DATA EXCERPTS: Begin

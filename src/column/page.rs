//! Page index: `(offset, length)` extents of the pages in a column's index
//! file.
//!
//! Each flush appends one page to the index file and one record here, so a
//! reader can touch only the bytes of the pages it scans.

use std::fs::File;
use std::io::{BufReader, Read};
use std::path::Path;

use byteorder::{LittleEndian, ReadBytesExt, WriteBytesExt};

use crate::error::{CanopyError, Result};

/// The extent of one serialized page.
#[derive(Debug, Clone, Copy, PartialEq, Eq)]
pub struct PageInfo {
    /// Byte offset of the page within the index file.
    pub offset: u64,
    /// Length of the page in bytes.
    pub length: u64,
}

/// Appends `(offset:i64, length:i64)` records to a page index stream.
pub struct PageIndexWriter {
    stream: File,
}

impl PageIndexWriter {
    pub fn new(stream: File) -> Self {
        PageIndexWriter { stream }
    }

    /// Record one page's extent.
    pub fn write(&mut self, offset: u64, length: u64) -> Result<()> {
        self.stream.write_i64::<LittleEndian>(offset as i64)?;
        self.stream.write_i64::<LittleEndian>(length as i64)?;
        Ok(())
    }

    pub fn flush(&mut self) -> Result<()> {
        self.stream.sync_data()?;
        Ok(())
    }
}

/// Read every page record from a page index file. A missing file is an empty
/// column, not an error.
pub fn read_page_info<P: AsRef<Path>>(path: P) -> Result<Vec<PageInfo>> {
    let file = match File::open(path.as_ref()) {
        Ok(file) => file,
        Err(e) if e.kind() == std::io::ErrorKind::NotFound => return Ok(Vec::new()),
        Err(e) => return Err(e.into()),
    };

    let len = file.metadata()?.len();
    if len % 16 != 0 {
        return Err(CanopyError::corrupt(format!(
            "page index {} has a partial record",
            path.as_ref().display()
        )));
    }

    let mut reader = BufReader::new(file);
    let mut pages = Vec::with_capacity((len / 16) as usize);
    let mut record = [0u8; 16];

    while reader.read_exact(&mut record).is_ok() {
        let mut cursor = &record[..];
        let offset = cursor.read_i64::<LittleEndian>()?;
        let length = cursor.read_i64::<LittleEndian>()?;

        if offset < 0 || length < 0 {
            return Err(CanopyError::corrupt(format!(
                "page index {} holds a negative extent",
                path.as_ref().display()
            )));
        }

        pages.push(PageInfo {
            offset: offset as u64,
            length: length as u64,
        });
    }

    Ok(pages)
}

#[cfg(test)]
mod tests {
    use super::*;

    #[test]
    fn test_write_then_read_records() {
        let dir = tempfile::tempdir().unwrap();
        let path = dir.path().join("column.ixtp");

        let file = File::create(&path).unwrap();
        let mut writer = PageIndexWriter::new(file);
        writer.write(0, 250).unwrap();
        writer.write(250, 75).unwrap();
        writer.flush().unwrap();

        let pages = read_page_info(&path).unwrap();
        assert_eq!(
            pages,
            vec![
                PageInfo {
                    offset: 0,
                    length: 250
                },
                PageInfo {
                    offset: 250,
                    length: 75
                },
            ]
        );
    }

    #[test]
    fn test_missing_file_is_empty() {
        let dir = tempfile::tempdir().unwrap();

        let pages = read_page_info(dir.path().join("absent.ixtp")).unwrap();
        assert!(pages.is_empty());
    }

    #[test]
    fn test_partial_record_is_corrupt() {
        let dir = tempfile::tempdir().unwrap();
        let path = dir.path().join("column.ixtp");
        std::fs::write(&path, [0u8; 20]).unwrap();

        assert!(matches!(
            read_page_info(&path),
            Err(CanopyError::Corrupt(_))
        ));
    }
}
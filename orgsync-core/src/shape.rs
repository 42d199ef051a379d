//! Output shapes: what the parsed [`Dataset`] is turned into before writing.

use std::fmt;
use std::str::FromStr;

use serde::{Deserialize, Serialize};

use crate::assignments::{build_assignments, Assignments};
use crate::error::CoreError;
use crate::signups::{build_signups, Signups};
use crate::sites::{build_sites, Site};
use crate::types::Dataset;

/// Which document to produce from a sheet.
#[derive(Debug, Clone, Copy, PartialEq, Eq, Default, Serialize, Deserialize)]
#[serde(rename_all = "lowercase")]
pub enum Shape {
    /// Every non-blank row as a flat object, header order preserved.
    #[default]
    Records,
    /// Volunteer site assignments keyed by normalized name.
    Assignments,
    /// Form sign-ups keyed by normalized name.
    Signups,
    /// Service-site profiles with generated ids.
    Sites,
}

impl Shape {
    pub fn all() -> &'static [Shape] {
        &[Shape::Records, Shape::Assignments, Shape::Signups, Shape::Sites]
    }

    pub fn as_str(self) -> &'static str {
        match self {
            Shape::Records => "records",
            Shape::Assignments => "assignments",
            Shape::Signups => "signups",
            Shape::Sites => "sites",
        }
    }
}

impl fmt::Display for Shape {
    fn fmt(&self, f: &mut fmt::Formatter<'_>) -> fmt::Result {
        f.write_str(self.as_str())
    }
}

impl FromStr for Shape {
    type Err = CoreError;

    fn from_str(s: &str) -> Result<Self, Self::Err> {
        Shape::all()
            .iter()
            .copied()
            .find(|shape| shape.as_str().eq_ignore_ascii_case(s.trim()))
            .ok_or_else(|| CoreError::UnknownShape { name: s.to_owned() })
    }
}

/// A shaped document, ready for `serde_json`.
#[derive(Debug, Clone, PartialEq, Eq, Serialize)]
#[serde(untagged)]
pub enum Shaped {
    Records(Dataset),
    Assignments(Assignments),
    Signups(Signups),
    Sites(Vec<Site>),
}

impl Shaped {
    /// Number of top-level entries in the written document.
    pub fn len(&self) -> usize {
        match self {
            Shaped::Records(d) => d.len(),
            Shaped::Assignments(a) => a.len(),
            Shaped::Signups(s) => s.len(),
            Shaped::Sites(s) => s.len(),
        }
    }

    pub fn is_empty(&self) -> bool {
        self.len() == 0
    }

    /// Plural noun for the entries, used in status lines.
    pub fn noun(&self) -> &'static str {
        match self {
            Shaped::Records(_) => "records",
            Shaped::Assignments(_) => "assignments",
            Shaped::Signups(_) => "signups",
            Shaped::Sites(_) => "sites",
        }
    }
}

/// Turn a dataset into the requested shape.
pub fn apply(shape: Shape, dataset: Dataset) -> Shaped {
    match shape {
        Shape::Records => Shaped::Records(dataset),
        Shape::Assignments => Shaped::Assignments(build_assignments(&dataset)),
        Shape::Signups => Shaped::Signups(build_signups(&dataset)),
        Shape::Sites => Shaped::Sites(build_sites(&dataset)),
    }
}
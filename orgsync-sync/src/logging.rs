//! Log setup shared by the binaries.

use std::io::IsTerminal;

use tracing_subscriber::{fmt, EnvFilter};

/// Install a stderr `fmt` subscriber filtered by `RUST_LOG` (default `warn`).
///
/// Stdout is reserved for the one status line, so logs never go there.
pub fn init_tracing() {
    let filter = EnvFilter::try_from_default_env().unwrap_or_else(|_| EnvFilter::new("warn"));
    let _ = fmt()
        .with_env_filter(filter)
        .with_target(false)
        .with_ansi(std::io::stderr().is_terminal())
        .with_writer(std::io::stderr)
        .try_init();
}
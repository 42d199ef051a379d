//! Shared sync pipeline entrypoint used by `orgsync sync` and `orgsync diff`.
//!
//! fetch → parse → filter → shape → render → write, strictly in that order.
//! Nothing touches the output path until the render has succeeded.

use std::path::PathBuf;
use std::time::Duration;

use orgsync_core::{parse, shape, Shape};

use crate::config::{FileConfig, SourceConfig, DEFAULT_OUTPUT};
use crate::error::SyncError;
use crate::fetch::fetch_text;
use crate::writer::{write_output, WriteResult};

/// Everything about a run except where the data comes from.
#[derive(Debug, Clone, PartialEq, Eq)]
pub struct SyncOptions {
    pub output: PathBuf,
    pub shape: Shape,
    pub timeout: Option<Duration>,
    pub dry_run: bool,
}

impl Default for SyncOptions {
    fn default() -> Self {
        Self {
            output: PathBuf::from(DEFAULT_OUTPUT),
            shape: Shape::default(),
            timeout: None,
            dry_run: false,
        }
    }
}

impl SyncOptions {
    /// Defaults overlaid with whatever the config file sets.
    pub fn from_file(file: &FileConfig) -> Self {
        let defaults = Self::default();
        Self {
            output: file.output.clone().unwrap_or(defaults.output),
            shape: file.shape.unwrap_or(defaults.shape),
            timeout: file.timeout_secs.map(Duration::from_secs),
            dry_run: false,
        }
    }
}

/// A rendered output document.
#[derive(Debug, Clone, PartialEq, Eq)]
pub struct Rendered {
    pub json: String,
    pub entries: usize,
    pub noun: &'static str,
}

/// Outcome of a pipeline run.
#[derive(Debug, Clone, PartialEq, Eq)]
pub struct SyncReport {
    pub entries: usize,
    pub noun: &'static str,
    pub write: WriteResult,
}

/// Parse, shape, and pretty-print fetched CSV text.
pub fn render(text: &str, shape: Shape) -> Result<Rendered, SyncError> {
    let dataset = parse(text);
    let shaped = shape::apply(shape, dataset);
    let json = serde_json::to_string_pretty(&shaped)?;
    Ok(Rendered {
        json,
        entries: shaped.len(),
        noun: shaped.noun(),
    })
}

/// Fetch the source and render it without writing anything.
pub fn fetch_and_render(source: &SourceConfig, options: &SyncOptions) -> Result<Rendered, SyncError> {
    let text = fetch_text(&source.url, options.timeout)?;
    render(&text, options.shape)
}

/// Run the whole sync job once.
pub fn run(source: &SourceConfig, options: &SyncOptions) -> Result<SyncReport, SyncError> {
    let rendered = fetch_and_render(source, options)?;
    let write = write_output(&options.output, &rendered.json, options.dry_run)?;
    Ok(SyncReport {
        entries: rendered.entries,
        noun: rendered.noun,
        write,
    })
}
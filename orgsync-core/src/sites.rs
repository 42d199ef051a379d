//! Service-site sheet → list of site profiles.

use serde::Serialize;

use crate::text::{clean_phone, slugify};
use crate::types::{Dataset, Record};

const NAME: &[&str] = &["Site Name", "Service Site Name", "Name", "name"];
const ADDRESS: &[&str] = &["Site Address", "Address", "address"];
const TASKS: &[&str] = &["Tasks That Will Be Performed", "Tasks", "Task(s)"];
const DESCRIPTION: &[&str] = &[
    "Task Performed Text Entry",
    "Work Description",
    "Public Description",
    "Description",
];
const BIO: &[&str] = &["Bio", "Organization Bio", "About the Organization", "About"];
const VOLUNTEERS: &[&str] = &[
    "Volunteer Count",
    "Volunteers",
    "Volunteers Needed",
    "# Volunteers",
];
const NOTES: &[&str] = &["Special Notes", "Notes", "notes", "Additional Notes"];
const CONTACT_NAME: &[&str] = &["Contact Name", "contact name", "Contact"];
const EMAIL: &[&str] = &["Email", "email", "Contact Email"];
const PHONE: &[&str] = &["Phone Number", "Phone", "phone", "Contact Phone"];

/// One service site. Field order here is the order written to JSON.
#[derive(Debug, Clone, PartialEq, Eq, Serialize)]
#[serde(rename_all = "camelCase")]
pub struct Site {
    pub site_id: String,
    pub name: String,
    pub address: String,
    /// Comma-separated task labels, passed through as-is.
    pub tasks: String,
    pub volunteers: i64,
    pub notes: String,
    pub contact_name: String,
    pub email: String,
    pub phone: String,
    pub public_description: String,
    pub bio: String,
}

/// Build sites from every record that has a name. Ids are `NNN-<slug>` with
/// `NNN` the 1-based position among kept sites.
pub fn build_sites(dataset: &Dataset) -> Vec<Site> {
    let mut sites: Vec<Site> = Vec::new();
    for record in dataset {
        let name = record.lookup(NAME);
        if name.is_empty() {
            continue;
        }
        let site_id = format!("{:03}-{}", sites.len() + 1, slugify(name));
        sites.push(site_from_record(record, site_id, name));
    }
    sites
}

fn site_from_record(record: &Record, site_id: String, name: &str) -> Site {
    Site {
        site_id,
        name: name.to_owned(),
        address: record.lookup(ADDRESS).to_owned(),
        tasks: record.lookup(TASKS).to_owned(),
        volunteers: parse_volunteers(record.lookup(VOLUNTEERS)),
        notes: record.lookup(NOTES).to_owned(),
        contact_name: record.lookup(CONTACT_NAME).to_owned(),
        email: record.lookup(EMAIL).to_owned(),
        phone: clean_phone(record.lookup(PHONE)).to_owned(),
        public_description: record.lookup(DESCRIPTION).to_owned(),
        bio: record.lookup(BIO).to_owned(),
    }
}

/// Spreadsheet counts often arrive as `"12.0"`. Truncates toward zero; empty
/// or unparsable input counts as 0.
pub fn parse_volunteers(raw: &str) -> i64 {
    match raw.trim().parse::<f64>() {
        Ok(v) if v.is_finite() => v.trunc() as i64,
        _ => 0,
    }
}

DATA EXCERPTS: End

→ **REQUIRED WORK**
Where does the word "profiles" occur in the records? Return every line that holds it.

→ **THE COMPLETED TASK**
    /// Service-site profiles with generated ids.
//! Service-site sheet → list of site profiles.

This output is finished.